-- EXERCISE --
Of all the entries below, only the lines from the one with "let last = result.allocations.last().unwrap();" up to and including the one with "start_date(), &vec![90.0; 5]));" are to be duplicated exactly.

****************************************

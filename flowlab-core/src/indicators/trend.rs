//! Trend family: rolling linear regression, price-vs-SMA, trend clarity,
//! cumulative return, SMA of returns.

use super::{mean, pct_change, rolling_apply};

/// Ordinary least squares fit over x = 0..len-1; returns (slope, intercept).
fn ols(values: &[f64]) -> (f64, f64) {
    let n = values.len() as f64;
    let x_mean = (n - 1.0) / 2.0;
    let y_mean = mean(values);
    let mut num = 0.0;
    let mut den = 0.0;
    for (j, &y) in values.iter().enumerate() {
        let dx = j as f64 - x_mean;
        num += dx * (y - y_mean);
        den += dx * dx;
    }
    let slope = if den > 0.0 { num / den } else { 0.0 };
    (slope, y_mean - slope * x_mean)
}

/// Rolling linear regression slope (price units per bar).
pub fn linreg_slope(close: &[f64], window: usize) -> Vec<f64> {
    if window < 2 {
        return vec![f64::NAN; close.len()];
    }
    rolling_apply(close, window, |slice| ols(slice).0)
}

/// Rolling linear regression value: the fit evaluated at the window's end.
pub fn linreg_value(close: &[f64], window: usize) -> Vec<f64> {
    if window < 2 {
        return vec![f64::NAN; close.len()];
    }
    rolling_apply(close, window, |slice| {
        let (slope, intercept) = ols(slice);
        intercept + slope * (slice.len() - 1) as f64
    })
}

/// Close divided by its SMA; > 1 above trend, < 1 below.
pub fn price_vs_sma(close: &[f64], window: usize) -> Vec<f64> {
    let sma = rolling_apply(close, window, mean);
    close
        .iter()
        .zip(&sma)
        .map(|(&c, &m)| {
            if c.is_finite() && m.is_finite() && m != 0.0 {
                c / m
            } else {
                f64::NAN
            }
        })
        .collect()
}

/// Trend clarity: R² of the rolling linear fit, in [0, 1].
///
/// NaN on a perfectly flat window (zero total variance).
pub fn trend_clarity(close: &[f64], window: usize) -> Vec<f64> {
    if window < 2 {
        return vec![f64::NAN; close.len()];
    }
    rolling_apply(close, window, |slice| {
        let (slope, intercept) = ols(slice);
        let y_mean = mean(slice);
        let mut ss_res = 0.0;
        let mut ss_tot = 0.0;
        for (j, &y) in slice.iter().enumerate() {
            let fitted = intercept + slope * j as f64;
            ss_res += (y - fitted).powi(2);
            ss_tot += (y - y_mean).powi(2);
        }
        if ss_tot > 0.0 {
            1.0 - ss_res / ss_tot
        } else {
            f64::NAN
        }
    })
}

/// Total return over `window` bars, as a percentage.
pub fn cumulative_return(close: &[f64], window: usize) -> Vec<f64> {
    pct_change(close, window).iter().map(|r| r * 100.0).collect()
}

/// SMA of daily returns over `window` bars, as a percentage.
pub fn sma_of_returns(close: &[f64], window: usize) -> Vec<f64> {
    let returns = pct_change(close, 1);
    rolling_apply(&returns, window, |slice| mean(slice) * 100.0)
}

****************************************

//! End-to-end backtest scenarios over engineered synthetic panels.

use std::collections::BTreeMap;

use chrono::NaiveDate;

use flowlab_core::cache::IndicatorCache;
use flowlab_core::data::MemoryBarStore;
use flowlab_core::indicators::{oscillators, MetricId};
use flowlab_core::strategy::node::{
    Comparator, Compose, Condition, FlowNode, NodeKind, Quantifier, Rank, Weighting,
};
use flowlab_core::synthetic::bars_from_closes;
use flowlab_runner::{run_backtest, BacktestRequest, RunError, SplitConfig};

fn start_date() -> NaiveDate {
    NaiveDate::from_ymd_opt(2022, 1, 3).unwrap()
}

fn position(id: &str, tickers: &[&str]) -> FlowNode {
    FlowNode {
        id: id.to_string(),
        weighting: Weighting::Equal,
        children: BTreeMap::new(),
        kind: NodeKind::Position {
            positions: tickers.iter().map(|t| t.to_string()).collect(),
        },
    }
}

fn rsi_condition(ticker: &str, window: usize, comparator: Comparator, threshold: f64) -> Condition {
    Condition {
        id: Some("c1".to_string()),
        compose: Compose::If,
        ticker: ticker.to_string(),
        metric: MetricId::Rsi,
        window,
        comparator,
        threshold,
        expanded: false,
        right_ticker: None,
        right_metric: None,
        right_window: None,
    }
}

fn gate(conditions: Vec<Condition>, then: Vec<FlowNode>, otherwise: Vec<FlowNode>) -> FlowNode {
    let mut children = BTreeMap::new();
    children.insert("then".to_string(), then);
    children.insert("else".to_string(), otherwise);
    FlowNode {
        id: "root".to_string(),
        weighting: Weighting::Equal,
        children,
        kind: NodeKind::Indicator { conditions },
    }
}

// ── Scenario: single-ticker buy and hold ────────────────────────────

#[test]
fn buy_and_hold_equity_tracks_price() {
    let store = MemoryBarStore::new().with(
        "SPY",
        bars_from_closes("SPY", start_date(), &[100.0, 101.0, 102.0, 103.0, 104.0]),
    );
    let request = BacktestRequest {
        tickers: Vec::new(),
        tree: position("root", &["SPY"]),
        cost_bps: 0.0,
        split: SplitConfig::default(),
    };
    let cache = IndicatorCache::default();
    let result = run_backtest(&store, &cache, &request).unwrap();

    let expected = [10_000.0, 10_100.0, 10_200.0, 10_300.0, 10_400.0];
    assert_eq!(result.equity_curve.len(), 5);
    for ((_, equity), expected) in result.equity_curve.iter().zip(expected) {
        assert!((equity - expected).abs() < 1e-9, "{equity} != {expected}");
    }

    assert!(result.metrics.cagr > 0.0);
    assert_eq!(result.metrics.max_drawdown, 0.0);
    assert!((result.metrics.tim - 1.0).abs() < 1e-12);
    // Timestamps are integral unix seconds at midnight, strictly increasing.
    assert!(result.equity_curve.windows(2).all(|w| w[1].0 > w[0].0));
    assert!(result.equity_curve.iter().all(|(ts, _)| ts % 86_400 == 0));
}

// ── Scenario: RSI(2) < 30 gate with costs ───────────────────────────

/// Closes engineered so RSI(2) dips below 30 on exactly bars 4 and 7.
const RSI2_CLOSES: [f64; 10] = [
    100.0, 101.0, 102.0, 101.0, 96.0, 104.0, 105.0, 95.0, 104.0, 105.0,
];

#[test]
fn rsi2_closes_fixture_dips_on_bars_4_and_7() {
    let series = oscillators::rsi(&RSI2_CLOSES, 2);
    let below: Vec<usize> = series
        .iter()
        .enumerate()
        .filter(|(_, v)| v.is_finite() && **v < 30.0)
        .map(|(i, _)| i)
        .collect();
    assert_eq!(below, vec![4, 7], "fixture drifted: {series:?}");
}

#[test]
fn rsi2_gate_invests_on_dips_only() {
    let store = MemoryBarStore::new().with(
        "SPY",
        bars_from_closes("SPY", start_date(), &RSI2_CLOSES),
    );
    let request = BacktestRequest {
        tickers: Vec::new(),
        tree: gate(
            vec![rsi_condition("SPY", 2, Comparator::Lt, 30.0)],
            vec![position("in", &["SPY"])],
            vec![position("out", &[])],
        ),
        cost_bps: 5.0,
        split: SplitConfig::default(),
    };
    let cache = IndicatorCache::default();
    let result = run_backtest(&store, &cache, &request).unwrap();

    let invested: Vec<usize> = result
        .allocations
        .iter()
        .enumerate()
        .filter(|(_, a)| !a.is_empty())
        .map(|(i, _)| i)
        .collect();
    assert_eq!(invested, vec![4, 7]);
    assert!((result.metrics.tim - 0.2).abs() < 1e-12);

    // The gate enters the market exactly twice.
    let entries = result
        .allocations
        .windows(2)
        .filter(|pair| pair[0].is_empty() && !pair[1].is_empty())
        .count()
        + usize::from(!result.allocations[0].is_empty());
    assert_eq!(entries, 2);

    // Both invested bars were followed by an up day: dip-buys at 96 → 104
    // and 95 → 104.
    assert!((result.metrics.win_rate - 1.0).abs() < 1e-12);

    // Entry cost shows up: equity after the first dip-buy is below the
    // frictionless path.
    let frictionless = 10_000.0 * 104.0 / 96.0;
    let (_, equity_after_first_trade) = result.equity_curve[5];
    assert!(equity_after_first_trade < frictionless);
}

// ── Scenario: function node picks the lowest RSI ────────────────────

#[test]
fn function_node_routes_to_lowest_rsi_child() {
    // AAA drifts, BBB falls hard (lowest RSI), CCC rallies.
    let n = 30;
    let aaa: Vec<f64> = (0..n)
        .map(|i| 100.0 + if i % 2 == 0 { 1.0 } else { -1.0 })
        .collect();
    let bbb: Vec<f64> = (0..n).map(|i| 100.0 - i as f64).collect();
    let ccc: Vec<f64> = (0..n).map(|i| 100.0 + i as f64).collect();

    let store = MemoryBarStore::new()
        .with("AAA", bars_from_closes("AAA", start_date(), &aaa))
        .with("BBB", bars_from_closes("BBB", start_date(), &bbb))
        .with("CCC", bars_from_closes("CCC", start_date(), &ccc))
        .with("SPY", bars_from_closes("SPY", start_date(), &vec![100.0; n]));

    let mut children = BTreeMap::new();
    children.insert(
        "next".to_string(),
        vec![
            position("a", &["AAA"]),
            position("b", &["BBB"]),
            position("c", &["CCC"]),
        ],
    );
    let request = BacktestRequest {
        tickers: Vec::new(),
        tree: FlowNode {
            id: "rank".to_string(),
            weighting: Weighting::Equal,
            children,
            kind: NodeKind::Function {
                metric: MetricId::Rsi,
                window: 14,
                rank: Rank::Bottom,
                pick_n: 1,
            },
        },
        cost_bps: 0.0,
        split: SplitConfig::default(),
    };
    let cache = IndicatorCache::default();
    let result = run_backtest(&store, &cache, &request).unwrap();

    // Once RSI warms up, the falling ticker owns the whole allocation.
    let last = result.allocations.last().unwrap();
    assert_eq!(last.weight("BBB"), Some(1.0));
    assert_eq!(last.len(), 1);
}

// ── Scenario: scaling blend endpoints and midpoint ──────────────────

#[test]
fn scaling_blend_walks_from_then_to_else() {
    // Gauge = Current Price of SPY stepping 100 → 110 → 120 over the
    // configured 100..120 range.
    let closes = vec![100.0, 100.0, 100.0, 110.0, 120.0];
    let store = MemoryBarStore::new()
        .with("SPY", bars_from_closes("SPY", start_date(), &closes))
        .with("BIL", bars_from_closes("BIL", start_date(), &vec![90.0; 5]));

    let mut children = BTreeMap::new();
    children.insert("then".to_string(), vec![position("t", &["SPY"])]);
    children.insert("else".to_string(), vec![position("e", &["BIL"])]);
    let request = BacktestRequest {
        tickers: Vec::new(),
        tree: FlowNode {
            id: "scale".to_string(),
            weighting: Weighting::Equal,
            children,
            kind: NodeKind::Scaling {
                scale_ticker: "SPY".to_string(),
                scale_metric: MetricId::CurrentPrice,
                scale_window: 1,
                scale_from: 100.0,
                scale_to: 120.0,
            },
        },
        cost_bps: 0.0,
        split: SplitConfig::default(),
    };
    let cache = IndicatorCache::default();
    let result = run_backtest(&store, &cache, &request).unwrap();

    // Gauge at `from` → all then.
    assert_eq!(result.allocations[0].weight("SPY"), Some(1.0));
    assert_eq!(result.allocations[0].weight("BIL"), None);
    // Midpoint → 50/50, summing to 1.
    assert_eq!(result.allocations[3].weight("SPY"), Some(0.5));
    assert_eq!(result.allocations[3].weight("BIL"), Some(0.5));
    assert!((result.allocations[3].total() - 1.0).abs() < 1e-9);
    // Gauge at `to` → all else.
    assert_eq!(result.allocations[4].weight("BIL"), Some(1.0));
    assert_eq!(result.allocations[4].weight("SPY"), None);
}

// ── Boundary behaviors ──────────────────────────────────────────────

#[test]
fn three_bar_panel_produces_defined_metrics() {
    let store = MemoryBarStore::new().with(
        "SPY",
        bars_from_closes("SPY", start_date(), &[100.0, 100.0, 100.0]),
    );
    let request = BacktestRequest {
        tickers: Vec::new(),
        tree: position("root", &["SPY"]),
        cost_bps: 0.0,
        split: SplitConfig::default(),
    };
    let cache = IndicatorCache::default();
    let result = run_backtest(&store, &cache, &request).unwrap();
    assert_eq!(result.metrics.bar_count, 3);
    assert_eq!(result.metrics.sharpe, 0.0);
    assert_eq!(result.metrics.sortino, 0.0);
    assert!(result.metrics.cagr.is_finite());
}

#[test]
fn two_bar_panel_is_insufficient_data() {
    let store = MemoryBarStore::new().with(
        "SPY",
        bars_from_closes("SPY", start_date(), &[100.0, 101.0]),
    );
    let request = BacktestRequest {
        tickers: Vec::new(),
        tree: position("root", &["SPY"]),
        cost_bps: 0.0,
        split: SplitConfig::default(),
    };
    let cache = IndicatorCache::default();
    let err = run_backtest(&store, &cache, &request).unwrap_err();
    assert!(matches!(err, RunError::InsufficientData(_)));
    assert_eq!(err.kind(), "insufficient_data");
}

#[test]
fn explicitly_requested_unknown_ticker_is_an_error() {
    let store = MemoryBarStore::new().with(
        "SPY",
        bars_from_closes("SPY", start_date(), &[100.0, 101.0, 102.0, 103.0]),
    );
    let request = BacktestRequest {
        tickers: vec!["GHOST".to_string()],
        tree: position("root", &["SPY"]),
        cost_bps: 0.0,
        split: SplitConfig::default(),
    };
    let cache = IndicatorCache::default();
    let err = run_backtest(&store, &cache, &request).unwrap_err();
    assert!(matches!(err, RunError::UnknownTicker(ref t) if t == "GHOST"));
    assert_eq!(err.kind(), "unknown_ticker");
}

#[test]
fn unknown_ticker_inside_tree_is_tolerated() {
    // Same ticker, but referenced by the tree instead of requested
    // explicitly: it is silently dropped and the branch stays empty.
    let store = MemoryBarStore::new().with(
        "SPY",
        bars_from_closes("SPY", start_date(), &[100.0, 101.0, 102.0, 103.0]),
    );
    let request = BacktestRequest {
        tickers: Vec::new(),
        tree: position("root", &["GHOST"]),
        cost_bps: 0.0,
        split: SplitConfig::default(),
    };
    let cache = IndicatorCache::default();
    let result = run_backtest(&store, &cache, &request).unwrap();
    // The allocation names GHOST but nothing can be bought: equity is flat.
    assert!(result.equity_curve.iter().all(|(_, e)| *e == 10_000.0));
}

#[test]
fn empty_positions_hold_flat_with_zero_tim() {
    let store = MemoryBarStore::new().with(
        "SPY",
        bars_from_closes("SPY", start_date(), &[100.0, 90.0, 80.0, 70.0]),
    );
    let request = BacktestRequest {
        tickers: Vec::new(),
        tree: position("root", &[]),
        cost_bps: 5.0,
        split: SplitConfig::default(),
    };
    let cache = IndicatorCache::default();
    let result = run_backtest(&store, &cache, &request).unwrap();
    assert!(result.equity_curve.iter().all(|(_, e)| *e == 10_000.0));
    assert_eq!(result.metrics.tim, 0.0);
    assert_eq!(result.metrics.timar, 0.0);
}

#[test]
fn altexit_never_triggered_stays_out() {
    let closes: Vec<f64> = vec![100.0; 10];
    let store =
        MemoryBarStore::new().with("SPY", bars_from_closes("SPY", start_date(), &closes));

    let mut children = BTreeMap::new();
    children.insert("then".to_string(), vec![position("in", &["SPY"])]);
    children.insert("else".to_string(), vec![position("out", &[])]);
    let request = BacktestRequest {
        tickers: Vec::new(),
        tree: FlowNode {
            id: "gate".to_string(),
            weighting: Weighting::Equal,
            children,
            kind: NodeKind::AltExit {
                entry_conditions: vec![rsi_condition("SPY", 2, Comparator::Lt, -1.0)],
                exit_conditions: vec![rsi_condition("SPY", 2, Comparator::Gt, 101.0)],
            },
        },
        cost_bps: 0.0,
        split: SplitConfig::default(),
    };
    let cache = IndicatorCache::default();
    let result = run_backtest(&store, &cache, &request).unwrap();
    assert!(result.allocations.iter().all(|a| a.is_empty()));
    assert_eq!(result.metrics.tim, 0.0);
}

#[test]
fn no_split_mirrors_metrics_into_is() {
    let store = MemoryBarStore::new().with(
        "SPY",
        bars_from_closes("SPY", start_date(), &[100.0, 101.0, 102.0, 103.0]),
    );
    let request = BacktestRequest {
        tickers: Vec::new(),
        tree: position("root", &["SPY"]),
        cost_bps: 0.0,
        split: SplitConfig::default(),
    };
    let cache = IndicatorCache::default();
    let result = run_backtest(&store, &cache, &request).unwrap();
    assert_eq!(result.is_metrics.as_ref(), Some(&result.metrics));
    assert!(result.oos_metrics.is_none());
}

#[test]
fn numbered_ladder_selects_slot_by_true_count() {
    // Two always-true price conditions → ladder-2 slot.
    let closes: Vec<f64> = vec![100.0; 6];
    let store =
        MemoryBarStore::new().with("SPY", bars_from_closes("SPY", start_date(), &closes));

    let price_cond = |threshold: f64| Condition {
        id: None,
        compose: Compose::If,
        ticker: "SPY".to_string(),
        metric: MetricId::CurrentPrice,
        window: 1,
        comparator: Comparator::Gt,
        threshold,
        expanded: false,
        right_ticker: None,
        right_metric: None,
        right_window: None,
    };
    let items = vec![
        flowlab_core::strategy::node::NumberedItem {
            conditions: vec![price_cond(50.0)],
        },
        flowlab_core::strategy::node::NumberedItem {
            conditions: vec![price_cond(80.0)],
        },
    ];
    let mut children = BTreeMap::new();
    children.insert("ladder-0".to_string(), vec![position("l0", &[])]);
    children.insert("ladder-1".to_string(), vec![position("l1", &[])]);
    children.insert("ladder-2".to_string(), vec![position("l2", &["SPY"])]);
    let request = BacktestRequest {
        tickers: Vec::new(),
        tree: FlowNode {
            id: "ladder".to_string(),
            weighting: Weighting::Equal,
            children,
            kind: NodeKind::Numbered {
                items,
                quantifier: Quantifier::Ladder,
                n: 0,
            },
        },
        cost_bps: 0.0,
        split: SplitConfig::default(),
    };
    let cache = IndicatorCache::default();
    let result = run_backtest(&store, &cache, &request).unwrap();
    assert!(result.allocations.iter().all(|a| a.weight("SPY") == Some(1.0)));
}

****************************************

-- RESPONSE BELOW --
    let last = result.allocations.last().unwrap();
    assert_eq!(last.weight("BBB"), Some(1.0));
    assert_eq!(last.len(), 1);
}

// ── Scenario: scaling blend endpoints and midpoint ──────────────────

#[test]
fn scaling_blend_walks_from_then_to_else() {
    // Gauge = Current Price of SPY stepping 100 → 110 → 120 over the
    // configured 100..120 range.
    let closes = vec![100.0, 100.0, 100.0, 110.0, 120.0];
    let store = MemoryBarStore::new()
        .with("SPY", bars_from_closes("SPY", start_date(), &closes))
        .with("BIL", bars_from_closes("BIL", start_date(), &vec![90.0; 5]));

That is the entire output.